Roberto Brenes Zúñiga, MBA

Costa Rica suscribió el Convenio Marco de Control de Tabaco de la Organización Mundial de la Salud (CMCT) en el año 2008 y continúa dando los pasos necesarios para cumplir este acuerdo, al ratificar dicho Convenio mediante la promulgación de la Ley General de Control de Tabaco y sus Efectos Nocivos en la Salud (Ley 9028), en 2012.

Esta no es una ley cualquiera, es una ley que defiende la salud, y también al medio ambiente, incluido el agua. Los productos de tabaco no solo matan al año en nuestro país, a más de 2.400 personas por enfermedades relacionadas con su consumo, sino que generan gran cantidad de desechos y de impacto en el medio.

El impacto ambiental ocasionado por el tabaco -desde el cultivo hasta su disposición final- está asociado con daños como la deforestación, la pérdida de biodiversidad, la contaminación de fuentes de agua, los incendios forestales, la contaminación del aire y la generación de residuos sólidos y químicos.

Según la Organización Panamericana de la Salud (OPS) alrededor de 600 millones árboles son cortados para la fabricación de cigarrillos y más de 84 millones de toneladas métricas de CO2 son emitidas a la atmósfera que aumentan la temperatura del planeta.

Si hablamos de contaminación del agua, según Ocean Conservancy, tirar una colilla de cigarro puede contaminar hasta 50 litros de agua potable, ya que el filtro posee la mayoría de la nicotina y el alquitrán del cigarrillo.

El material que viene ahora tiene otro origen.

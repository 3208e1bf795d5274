use axum::http::HeaderValue;
use axum::{extract::Request, middleware::Next, response::Response};
use uuid::Uuid;

pub const REQUEST_ID_HEADER: &str = "x-request-id";

pub async fn request_id_middleware(mut req: Request, next: Next) -> Response {
    let request_id = req
        .headers()
        .get(REQUEST_ID_HEADER)
        .and_then(|h| h.to_str().ok())
        .map(|s| s.to_string())
        .unwrap_or_else(|| Uuid::new_v4().to_string());

    if let Ok(header_value) = HeaderValue::from_str(&request_id) {
        req.headers_mut().insert(REQUEST_ID_HEADER, header_value);
    }

    let mut response = next.run(req).await;

    if let Ok(header_value) = HeaderValue::from_str(&request_id) {
        response
            .headers_mut()
            .insert(REQUEST_ID_HEADER, header_value);
    }

    response
}

#[cfg(test)]
mod tests {
    use super::*;
    use axum::{Router, body::Body, middleware::from_fn, routing::get};
    use tower::ServiceExt;

    fn app() -> Router {
        Router::new()
            .route("/", get(|| async { "ok" }))
            .layer(from_fn(request_id_middleware))
    }

    #[tokio::test]
    async fn generates_request_id_when_missing() {
        let response = app()
            .oneshot(Request::builder().uri("/").body(Body::empty()).unwrap())
            .await
            .unwrap();

        let id = response
            .headers()
            .get(REQUEST_ID_HEADER)
            .and_then(|v| v.to_str().ok())
            .unwrap();
        assert!(Uuid::parse_str(id).is_ok());
    }

    #[tokio::test]
    async fn echoes_incoming_request_id() {
        let response = app()
            .oneshot(
                Request::builder()
                    .uri("/")
                    .header(REQUEST_ID_HEADER, "abc-123")
                    .body(Body::empty())
                    .unwrap(),
            )
            .await
            .unwrap();

        assert_eq!(response.headers()[REQUEST_ID_HEADER], "abc-123");
    }
}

Desde la Red Nacional Antitabaco (RENATA) hemos dado la lucha en el control del tabaco. Hemos trabajado para que la industria tabacalera modifique sus estrategias de marketing. Sin embargo, esta ha ido diversificando las características y promoción de sus productos y se ha ido dirigiendo a un nuevo mercado meta: los jóvenes, adolescentes, y colateralmente niños, modificando el producto en formas más atractivas para el nuevo segmento, tales como el cigarrillo electrónico y demás   variedades de sistemas electrónicos de administración de nicotina (SEAN) promocionando al mismo tiempo la nueva corriente del vapeo, “sin humo, sin fuego, sin cenizas” como reza su publicidad, y aparentemente inocuo según sus argumentos, pero tan nocivo y letal como el cigarrillo tradicional. Paralelamente, los empaques de los productos de tabaco se tornan más atractivos, de gran colorido y de múltiples formas y presentaciones.

En consonancia con la lucha adoptada por preservar la salud y el planeta, surge una iniciativa de 28 diputados de distintas fracciones en la administración anterior que procura normar y establecer el empaquetado neutro en los productos de tabaco. Este proyecto que goza del apoyo de RENATA, diversas ONG, además de autoridades de la Caja Costarricense del Seguro Social (CCSS) y el Instituto sobre Alcoholismo y Farmacodependencia (IAFA), se dictaminó positivamente en la actual Comisión de Asuntos Sociales de la Asamblea Legislativa, ahora esperamos que se convierta en ley de la república.

El empaquetado neutro elimina la opción de que las empresas usen estos elementos atractivos al hacer que el paquete tenga un mismo color, forma y tamaño diseñados para ser mínimamente atractivos. Esta medida estipula que los paquetes no pueden incluir imágenes de la marca y que la marca debe estar escrita en un tipo de letra, sin logotipo, color y tamaño específicos.

Es por ello que, en este Día del Agua, apoyar el proyecto de ley Nº22.497 sobre empaquetado neutro es también apoyar al planeta. Esto porque cuantos menos productos de tabaco se consuman, menos se estará dañando a la Tierra y al agua con sus desechos.  El empaquetado neutro que, aumenta el tamaño de las advertencias sanitarias y elimina toda promoción del mismo, está demostrado que disminuye el consumo especialmente en niños y adolescentes.

Es por ello que no solo las organizaciones que defendemos la salud, sino también las ONG que defienden al planeta como casa de todos nosotros, nos hemos unido por la pronta aprobación proyecto de ley Nº22.497 en solicitar el Empaquetado Neutro Ya.